Kur’an-ı Kerim’i Çoğaltıp Dağıtması

Hz. Osman, eyaletlerde baş gösteren kıraat farklılıklarını gidermek maksadıyla Kur’an-ı Kerîm’i istinsah ettirmesi sırasında diğer Kur’an nüshalarını imha ettirmesi sebebiyle de bazı tenkitlere maruz kaldı. Onun bu işi genelde takdir ve övgüyle karşılansa da bunu tenkit edenler de oldu. Sonradan kanaatlerini değiştirseler de, Abdullah b. Mes‘ûd ve kıraati ondan öğrenen Kûfeliler, buna karşı çıkmışlardı. Kûfe’deki yönetim muhalifleri de bundan istifade etmeye çalıştılar. [21]

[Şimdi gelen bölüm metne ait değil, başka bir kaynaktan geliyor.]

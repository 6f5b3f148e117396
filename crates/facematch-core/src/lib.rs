//! facematch-core: Face detection, recognition and pairwise verification.
//!
//! Uses SCRFD for face detection and ArcFace for face recognition,
//! both running via ONNX Runtime for CPU inference.

pub mod alignment;
pub mod detector;
pub mod recognizer;
pub mod types;
pub mod verifier;

use std::path::PathBuf;

pub use detector::FaceDetector;
pub use recognizer::FaceRecognizer;
pub use types::{BoundingBox, Embedding, Verification};
pub use verifier::{FaceVerifier, ModelPaths, OnnxVerifier, VerifyError};

/// Default location of the ONNX model files.
///
/// `$XDG_DATA_HOME/facematch/models`, else `$HOME/.local/share/facematch/models`.
pub fn default_model_dir() -> PathBuf {
    data_dir(
        std::env::var("XDG_DATA_HOME").ok(),
        std::env::var("HOME").ok(),
    )
    .join("models")
}

fn data_dir(xdg_data_home: Option<String>, home: Option<String>) -> PathBuf {
    xdg_data_home
        .filter(|v| !v.is_empty())
        .map(PathBuf::from)
        .unwrap_or_else(|| {
            PathBuf::from(home.unwrap_or_else(|| "/tmp".to_string())).join(".local/share")
        })
        .join("facematch")
}

#[cfg(test)]
mod tests {
    use super::*;

    #[test]
    fn test_data_dir_prefers_xdg() {
        let dir = data_dir(Some("/xdg".into()), Some("/home/u".into()));
        assert_eq!(dir, PathBuf::from("/xdg/facematch"));
    }

    #[test]
    fn test_data_dir_falls_back_to_home() {
        let dir = data_dir(Some(String::new()), Some("/home/u".into()));
        assert_eq!(dir, PathBuf::from("/home/u/.local/share/facematch"));
    }
}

Mina’da Namazı Tam Kılması

Hac sırasında namazı seferi olarak kılması gerekirken mukim kişiler gibi namazı tam kılması, Hz. Osman’a yöneltilen eleştirilerden biridir. Bâkıllânî, Mina’da kılınan namazın seferi namazı olduğunu, bu namazın tam olarak da kısaltılarak da kılınabileceğini söyleyerek söz konusu eleştiriyi reddeder. Hz. Peygamber de seferde namazı bazen tam kılar; bazen kısaltırdı. Hz. Âişe ve başka bazı Sahâbîler de bu namazı özellikle tam kılıyorlardı. Hiç kimse bunu eleştirmemiş ve günah saymamıştır. [22]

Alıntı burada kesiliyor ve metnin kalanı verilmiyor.